Name no one man by Sebastian Nevols

Honourable Mention – Personal

An exploration of the male nude, Sebastian Nevols’ series of images invites viewers to question our relationship with the body, particularly in the age of social media. In addition, he used the series to ­explore the relationship between ­photographer and subject.

“I had control when I wanted it, guiding, pausing to capture,” he says of his process. “But what this meant, I found, is that the unguarded moments revealed more than any calculated pose. Who is the main character in the story, the photographer or the subject? Who controls the narrative? I became familiar with the sitters but had no urge to name each person, each character in this series.

“They told me their story, what they did for a living, why they modelled and why they responded to me, and their bodies told a different ­story again. Still, I chose to keep their faces obscured or cropped out of the image entirely, to represent a ‘universal’ male body instead of a ­particular identity.

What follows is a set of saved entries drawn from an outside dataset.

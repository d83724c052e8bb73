use clap::{value_parser, Arg, ArgAction, ArgMatches, ColorChoice, Command};
use std::str::FromStr;

use brdc_orbit::prelude::{Epoch, Sampling, SV};

use crate::Error;

pub struct Cli {
    /// Arguments passed by user
    matches: ArgMatches,
}

impl Cli {
    /// Build new command line interface
    pub fn new() -> Self {
        Self {
            matches: {
                Command::new("brdc-orbit")
                    .author("F. Ahmadzade")
                    .version(env!("CARGO_PKG_VERSION"))
                    .about("Satellite trajectories from broadcast ephemerides")
                    .arg_required_else_help(true)
                    .color(ColorChoice::Always)
                    .arg(Arg::new("ephemeris")
                        .short('f')
                        .long("ephemeris")
                        .value_name("FILE")
                        .action(ArgAction::Append)
                        .required_unless_present("directory")
                        .help("Input ephemeris file (JSON). You can load as many as you want."))
                    .arg(Arg::new("directory")
                        .short('d')
                        .long("dir")
                        .value_name("DIRECTORY")
                        .required_unless_present("ephemeris")
                        .help("Load directory recursively. JSON files are identified
and added like they were individually imported with -f."))
                    .arg(Arg::new("sv")
                        .long("sv")
                        .value_name("SV")
                        .action(ArgAction::Append)
                        .help("Propagate this satellite only, for example --sv G05.
All satellites are propagated by default."))
                    .arg(Arg::new("epoch")
                        .short('e')
                        .long("epoch")
                        .value_name("EPOCH")
                        .help("Start of the propagation window, for example \"2021-09-15T00:00:00 GPST\".
Defaults to the median time of issue of each satellite."))
                .next_help_heading("Sampling")
                    .arg(Arg::new("interval")
                        .short('i')
                        .long("interval")
                        .value_name("SECONDS")
                        .value_parser(value_parser!(f64))
                        .help("Sampling interval in seconds (30s by default)."))
                    .arg(Arg::new("duration")
                        .long("duration")
                        .value_name("SECONDS")
                        .value_parser(value_parser!(f64))
                        .help("Propagation duration in seconds (23h59'59'' by default)."))
                .next_help_heading("Output")
                    .arg(Arg::new("csv")
                        .long("csv")
                        .value_name("FILE")
                        .help("Export ECEF coordinates (time,x,y,z in meters) to CSV.
When several satellites are propagated, one file per satellite is generated."))
                    .arg(Arg::new("html")
                        .long("html")
                        .value_name("FILE")
                        .help("Render the 3D trajectories to HTML."))
                    .arg(Arg::new("quiet")
                        .short('q')
                        .long("quiet")
                        .action(ArgAction::SetTrue)
                        .help("Disable all terminal output."))
                    .get_matches()
            },
        }
    }
    /// Returns input base dir
    pub fn input_base_dir(&self) -> Option<&String> {
        self.matches.get_one::<String>("directory")
    }
    /// Returns individual input filepaths
    pub fn input_files(&self) -> Vec<&String> {
        if let Some(fp) = self.matches.get_many::<String>("ephemeris") {
            fp.collect()
        } else {
            Vec::new()
        }
    }
    /// Returns satellites selected by user
    pub fn sv(&self) -> Result<Vec<SV>, Error> {
        if let Some(sv) = self.matches.get_many::<String>("sv") {
            sv.map(|sv| SV::from_str(sv.trim()).map_err(|_| Error::InvalidSV(sv.to_string())))
                .collect()
        } else {
            Ok(Vec::new())
        }
    }
    /// Returns propagation start time, if manually defined
    pub fn epoch(&self) -> Result<Option<Epoch>, Error> {
        match self.matches.get_one::<String>("epoch") {
            Some(t) => Epoch::from_str(t.trim())
                .map(Some)
                .map_err(|_| Error::InvalidEpoch(t.to_string())),
            None => Ok(None),
        }
    }
    /// Returns [Sampling] customized by user
    pub fn sampling(&self) -> Sampling {
        let mut sampling = Sampling::default();
        if let Some(interval) = self.matches.get_one::<f64>("interval") {
            sampling = sampling.with_interval_s(*interval);
        }
        if let Some(duration) = self.matches.get_one::<f64>("duration") {
            sampling = sampling.with_duration_s(*duration);
        }
        sampling
    }
    /// Returns CSV output path
    pub fn csv_path(&self) -> Option<&String> {
        self.matches.get_one::<String>("csv")
    }
    /// Returns HTML output path
    pub fn html_path(&self) -> Option<&String> {
        self.matches.get_one::<String>("html")
    }
    /// Returns true if quiet mode is activated
    pub fn quiet(&self) -> bool {
        self.matches.get_flag("quiet")
    }
}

“I like the bodies because they are imperfect,” he continues. “I like the roughness of the skin, the blemishes, the wire-like hair. It’s important to me that the bodies in the images are of the people you pass in the street every day – a brother, a ­father, a son, a lover.

“We understand ourselves in part by recognising the ways in which we are similar to and different from ­others. I find in the bodies reflections of my own…. What is it to live in a man’s body; what is it worth? What does ‘worth’ mean, anyway, in the increasingly digital world of liking, linking, and sharing?

“These photographs explore this relationship between the real and perceived truth. Just like our reflection in a mirror, it is separate from the physical self we inhabit. The still image, like our mirror reflection, allows us to explore a body, every small detail, every patch of skin and flesh. Without the returned gaze back making us uncomfortable, we are free to just stare, to take it all in.”